Once the lines below holding the string "RecomputeReport" are counted, give that number alone.

================

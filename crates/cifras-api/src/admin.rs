//! Handlers for the catalog CRUD surface under `/admin`.
//!
//! Every mutation goes through the store's integrity prechecks: a blocked
//! delete or a duplicate name answers `409` with a message naming the
//! dependency, a missing row `404`.
//!
//! | Method | Path | Notes |
//! |--------|------|-------|
//! | `GET`  | `/series-types` | |
//! | `GET` `POST` | `/families` | |
//! | `GET` `PUT` `DELETE` | `/families/:id` | |
//! | `GET` `POST` | `/subfamilies` | `?family_id` filter |
//! | `GET` `PUT` `DELETE` | `/subfamilies/:id` | |
//! | `GET` `POST` | `/variables` | `?subfamily_id` filter |
//! | `GET` `PUT` `DELETE` | `/variables/:id` | |
//! | `GET` `POST` | `/countries` | |
//! | `GET` `PUT` `DELETE` | `/countries/:id` | Body `{"name":..}` on `PUT` |
//! | `GET` `POST` | `/maestros` | `?variable_id&country_id&active` |
//! | `POST` | `/maestros/bulk` | One variable, many countries; all or nothing |
//! | `GET` `PUT` `DELETE` | `/maestros/:variable_id/:country_id` | |
//! | `GET` `POST` | `/graphs` | |
//! | `GET` `PUT` `DELETE` | `/graphs/:id` | |
//! | `GET` `PUT` | `/graphs/:id/countries` | `PUT` replaces the whole filter |
//! | `POST` | `/implicit-inflation/recompute` | |

use axum::{
  Json,
  extract::{Path, Query, State},
  http::StatusCode,
  response::IntoResponse,
};
use cifras_analytics::implicit::{self, RecomputeReport};
use cifras_core::{
  catalog::{
    Country, Family, Graph, Maestro, MaestroBulk, MaestroFields, MaestroFilter, NewFamily,
    NewGraph, NewSubFamily, NewVariable, SeriesType, SubFamily, Variable,
  },
  series::SeriesKey,
  store::SeriesStore,
};
use serde::{Deserialize, Serialize};

use crate::{
  ApiState,
  error::{ApiError, lift},
};

fn found<T>(row: Option<T>, what: impl FnOnce() -> String) -> Result<T, ApiError> {
  row.ok_or_else(|| ApiError::NotFound(what()))
}

pub async fn series_types<S>(
  State(state): State<ApiState<S>>,
) -> Result<Json<Vec<SeriesType>>, ApiError>
where
  S: SeriesStore + 'static,
{
  Ok(Json(state.store.list_series_types().await.map_err(lift)?))
}

// ─── Families ─────────────────────────────────────────────────────────────────

pub async fn list_families<S>(State(state): State<ApiState<S>>) -> Result<Json<Vec<Family>>, ApiError>
where
  S: SeriesStore + 'static,
{
  Ok(Json(state.store.list_families().await.map_err(lift)?))
}

pub async fn get_family<S>(
  State(state): State<ApiState<S>>,
  Path(id): Path<i64>,
) -> Result<Json<Family>, ApiError>
where
  S: SeriesStore + 'static,
{
  let row = state.store.get_family(id).await.map_err(lift)?;
  Ok(Json(found(row, || format!("familia {id}"))?))
}

/// `POST /families`, body: `{"name":"..."}`
pub async fn create_family<S>(
  State(state): State<ApiState<S>>,
  Json(body): Json<NewFamily>,
) -> Result<impl IntoResponse, ApiError>
where
  S: SeriesStore + 'static,
{
  let family = state.store.create_family(body).await.map_err(lift)?;
  tracing::info!(id = family.id, name = %family.name, "family created");
  Ok((StatusCode::CREATED, Json(family)))
}

pub async fn update_family<S>(
  State(state): State<ApiState<S>>,
  Path(id): Path<i64>,
  Json(body): Json<NewFamily>,
) -> Result<Json<Family>, ApiError>
where
  S: SeriesStore + 'static,
{
  Ok(Json(state.store.update_family(id, body).await.map_err(lift)?))
}

pub async fn delete_family<S>(
  State(state): State<ApiState<S>>,
  Path(id): Path<i64>,
) -> Result<StatusCode, ApiError>
where
  S: SeriesStore + 'static,
{
  state.store.delete_family(id).await.map_err(lift)?;
  tracing::info!(id, "family deleted");
  Ok(StatusCode::NO_CONTENT)
}

// ─── Sub-families ─────────────────────────────────────────────────────────────

#[derive(Debug, Default, Deserialize)]
pub struct SubFamilyFilter {
  pub family_id: Option<i64>,
}

pub async fn list_subfamilies<S>(
  State(state): State<ApiState<S>>,
  Query(filter): Query<SubFamilyFilter>,
) -> Result<Json<Vec<SubFamily>>, ApiError>
where
  S: SeriesStore + 'static,
{
  Ok(Json(state.store.list_subfamilies(filter.family_id).await.map_err(lift)?))
}

pub async fn get_subfamily<S>(
  State(state): State<ApiState<S>>,
  Path(id): Path<i64>,
) -> Result<Json<SubFamily>, ApiError>
where
  S: SeriesStore + 'static,
{
  let row = state.store.get_subfamily(id).await.map_err(lift)?;
  Ok(Json(found(row, || format!("sub-familia {id}"))?))
}

/// `POST /subfamilies`, body: `{"name":"...","family_id":1}`
pub async fn create_subfamily<S>(
  State(state): State<ApiState<S>>,
  Json(body): Json<NewSubFamily>,
) -> Result<impl IntoResponse, ApiError>
where
  S: SeriesStore + 'static,
{
  let sub = state.store.create_subfamily(body).await.map_err(lift)?;
  Ok((StatusCode::CREATED, Json(sub)))
}

pub async fn update_subfamily<S>(
  State(state): State<ApiState<S>>,
  Path(id): Path<i64>,
  Json(body): Json<NewSubFamily>,
) -> Result<Json<SubFamily>, ApiError>
where
  S: SeriesStore + 'static,
{
  Ok(Json(state.store.update_subfamily(id, body).await.map_err(lift)?))
}

pub async fn delete_subfamily<S>(
  State(state): State<ApiState<S>>,
  Path(id): Path<i64>,
) -> Result<StatusCode, ApiError>
where
  S: SeriesStore + 'static,
{
  state.store.delete_subfamily(id).await.map_err(lift)?;
  Ok(StatusCode::NO_CONTENT)
}

// ─── Variables ────────────────────────────────────────────────────────────────

#[derive(Debug, Default, Deserialize)]
pub struct VariableFilter {
  pub subfamily_id: Option<i64>,
}

pub async fn list_variables<S>(
  State(state): State<ApiState<S>>,
  Query(filter): Query<VariableFilter>,
) -> Result<Json<Vec<Variable>>, ApiError>
where
  S: SeriesStore + 'static,
{
  Ok(Json(state.store.list_variables(filter.subfamily_id).await.map_err(lift)?))
}

pub async fn get_variable<S>(
  State(state): State<ApiState<S>>,
  Path(id): Path<i64>,
) -> Result<Json<Variable>, ApiError>
where
  S: SeriesStore + 'static,
{
  let row = state.store.get_variable(id).await.map_err(lift)?;
  Ok(Json(found(row, || format!("variable {id}"))?))
}

/// `POST /variables`, body: [`NewVariable`]; `id` may be pinned.
pub async fn create_variable<S>(
  State(state): State<ApiState<S>>,
  Json(body): Json<NewVariable>,
) -> Result<impl IntoResponse, ApiError>
where
  S: SeriesStore + 'static,
{
  let variable = state.store.create_variable(body).await.map_err(lift)?;
  tracing::info!(id = variable.id, name = %variable.name, "variable created");
  Ok((StatusCode::CREATED, Json(variable)))
}

pub async fn update_variable<S>(
  State(state): State<ApiState<S>>,
  Path(id): Path<i64>,
  Json(body): Json<NewVariable>,
) -> Result<Json<Variable>, ApiError>
where
  S: SeriesStore + 'static,
{
  Ok(Json(state.store.update_variable(id, body).await.map_err(lift)?))
}

pub async fn delete_variable<S>(
  State(state): State<ApiState<S>>,
  Path(id): Path<i64>,
) -> Result<StatusCode, ApiError>
where
  S: SeriesStore + 'static,
{
  state.store.delete_variable(id).await.map_err(lift)?;
  Ok(StatusCode::NO_CONTENT)
}

// ─── Countries ────────────────────────────────────────────────────────────────

pub async fn list_countries<S>(
  State(state): State<ApiState<S>>,
) -> Result<Json<Vec<Country>>, ApiError>
where
  S: SeriesStore + 'static,
{
  Ok(Json(state.store.list_countries().await.map_err(lift)?))
}

pub async fn get_country<S>(
  State(state): State<ApiState<S>>,
  Path(id): Path<i64>,
) -> Result<Json<Country>, ApiError>
where
  S: SeriesStore + 'static,
{
  let row = state.store.get_country(id).await.map_err(lift)?;
  Ok(Json(found(row, || format!("país {id}"))?))
}

/// `POST /countries`, body: `{"id":858,"name":"Uruguay"}`
pub async fn create_country<S>(
  State(state): State<ApiState<S>>,
  Json(body): Json<Country>,
) -> Result<impl IntoResponse, ApiError>
where
  S: SeriesStore + 'static,
{
  let country = state.store.create_country(body).await.map_err(lift)?;
  Ok((StatusCode::CREATED, Json(country)))
}

#[derive(Debug, Deserialize)]
pub struct CountryName {
  pub name: String,
}

pub async fn update_country<S>(
  State(state): State<ApiState<S>>,
  Path(id): Path<i64>,
  Json(body): Json<CountryName>,
) -> Result<Json<Country>, ApiError>
where
  S: SeriesStore + 'static,
{
  Ok(Json(state.store.update_country(id, body.name).await.map_err(lift)?))
}

pub async fn delete_country<S>(
  State(state): State<ApiState<S>>,
  Path(id): Path<i64>,
) -> Result<StatusCode, ApiError>
where
  S: SeriesStore + 'static,
{
  state.store.delete_country(id).await.map_err(lift)?;
  Ok(StatusCode::NO_CONTENT)
}

// ─── Maestro ──────────────────────────────────────────────────────────────────

/// `GET /maestros[?variable_id=..][&country_id=..][&active=..]`
pub async fn list_maestros<S>(
  State(state): State<ApiState<S>>,
  Query(filter): Query<MaestroFilter>,
) -> Result<Json<Vec<Maestro>>, ApiError>
where
  S: SeriesStore + 'static,
{
  Ok(Json(state.store.list_maestros(filter).await.map_err(lift)?))
}

pub async fn get_maestro<S>(
  State(state): State<ApiState<S>>,
  Path((variable_id, country_id)): Path<(i64, i64)>,
) -> Result<Json<Maestro>, ApiError>
where
  S: SeriesStore + 'static,
{
  let key = SeriesKey::new(variable_id, country_id);
  let row = state.store.get_maestro(key).await.map_err(lift)?;
  Ok(Json(found(row, || format!("maestro {key}"))?))
}

/// `POST /maestros`, body: [`Maestro`] with its fields flattened.
pub async fn create_maestro<S>(
  State(state): State<ApiState<S>>,
  Json(body): Json<Maestro>,
) -> Result<impl IntoResponse, ApiError>
where
  S: SeriesStore + 'static,
{
  let maestro = state.store.create_maestro(body).await.map_err(lift)?;
  tracing::info!(pid = %maestro.pid(), "maestro created");
  Ok((StatusCode::CREATED, Json(maestro)))
}

/// `POST /maestros/bulk`, body: `{"variable_id":20,"country_ids":[..],"periodicity":"D",..}`
pub async fn create_maestros<S>(
  State(state): State<ApiState<S>>,
  Json(body): Json<MaestroBulk>,
) -> Result<impl IntoResponse, ApiError>
where
  S: SeriesStore + 'static,
{
  let variable_id = body.variable_id;
  let created = state.store.create_maestros(body).await.map_err(lift)?;
  tracing::info!(variable_id, rows = created.len(), "maestro bulk created");
  Ok((StatusCode::CREATED, Json(created)))
}

pub async fn update_maestro<S>(
  State(state): State<ApiState<S>>,
  Path((variable_id, country_id)): Path<(i64, i64)>,
  Json(body): Json<MaestroFields>,
) -> Result<Json<Maestro>, ApiError>
where
  S: SeriesStore + 'static,
{
  let key = SeriesKey::new(variable_id, country_id);
  Ok(Json(state.store.update_maestro(key, body).await.map_err(lift)?))
}

pub async fn delete_maestro<S>(
  State(state): State<ApiState<S>>,
  Path((variable_id, country_id)): Path<(i64, i64)>,
) -> Result<StatusCode, ApiError>
where
  S: SeriesStore + 'static,
{
  let key = SeriesKey::new(variable_id, country_id);
  state.store.delete_maestro(key).await.map_err(lift)?;
  Ok(StatusCode::NO_CONTENT)
}

// ─── Graphs ───────────────────────────────────────────────────────────────────

pub async fn list_graphs<S>(State(state): State<ApiState<S>>) -> Result<Json<Vec<Graph>>, ApiError>
where
  S: SeriesStore + 'static,
{
  Ok(Json(state.store.list_graphs().await.map_err(lift)?))
}

pub async fn get_graph<S>(
  State(state): State<ApiState<S>>,
  Path(id): Path<i64>,
) -> Result<Json<Graph>, ApiError>
where
  S: SeriesStore + 'static,
{
  let row = state.store.get_graph(id).await.map_err(lift)?;
  Ok(Json(found(row, || format!("gráfico {id}"))?))
}

pub async fn create_graph<S>(
  State(state): State<ApiState<S>>,
  Json(body): Json<NewGraph>,
) -> Result<impl IntoResponse, ApiError>
where
  S: SeriesStore + 'static,
{
  let graph = state.store.create_graph(body).await.map_err(lift)?;
  Ok((StatusCode::CREATED, Json(graph)))
}

pub async fn update_graph<S>(
  State(state): State<ApiState<S>>,
  Path(id): Path<i64>,
  Json(body): Json<NewGraph>,
) -> Result<Json<Graph>, ApiError>
where
  S: SeriesStore + 'static,
{
  Ok(Json(state.store.update_graph(id, body).await.map_err(lift)?))
}

pub async fn delete_graph<S>(
  State(state): State<ApiState<S>>,
  Path(id): Path<i64>,
) -> Result<StatusCode, ApiError>
where
  S: SeriesStore + 'static,
{
  state.store.delete_graph(id).await.map_err(lift)?;
  Ok(StatusCode::NO_CONTENT)
}

#[derive(Debug, Serialize, Deserialize)]
pub struct GraphCountries {
  #[serde(default)]
  pub graph_id:    i64,
  pub country_ids: Vec<i64>,
}

pub async fn graph_countries<S>(
  State(state): State<ApiState<S>>,
  Path(id): Path<i64>,
) -> Result<Json<GraphCountries>, ApiError>
where
  S: SeriesStore + 'static,
{
  let graph = state.store.get_graph(id).await.map_err(lift)?;
  found(graph, || format!("gráfico {id}"))?;
  let country_ids = state.store.graph_countries(id).await.map_err(lift)?;
  Ok(Json(GraphCountries { graph_id: id, country_ids }))
}

/// `PUT /graphs/:id/countries`, body: `{"country_ids":[858,32]}`
pub async fn replace_graph_countries<S>(
  State(state): State<ApiState<S>>,
  Path(id): Path<i64>,
  Json(body): Json<GraphCountries>,
) -> Result<Json<GraphCountries>, ApiError>
where
  S: SeriesStore + 'static,
{
  let country_ids = state
    .store
    .replace_graph_countries(id, body.country_ids)
    .await
    .map_err(lift)?;
  Ok(Json(GraphCountries { graph_id: id, country_ids }))
}

// ─── Derived batches ──────────────────────────────────────────────────────────

/// `POST /implicit-inflation/recompute`
pub async fn recompute_implicit<S>(
  State(state): State<ApiState<S>>,
) -> Result<Json<RecomputeReport>, ApiError>
where
  S: SeriesStore + 'static,
{
  Ok(Json(implicit::recompute(state.reader(), state.analytics.home_country).await?))
}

================

* _TASK OUTPUT_: 2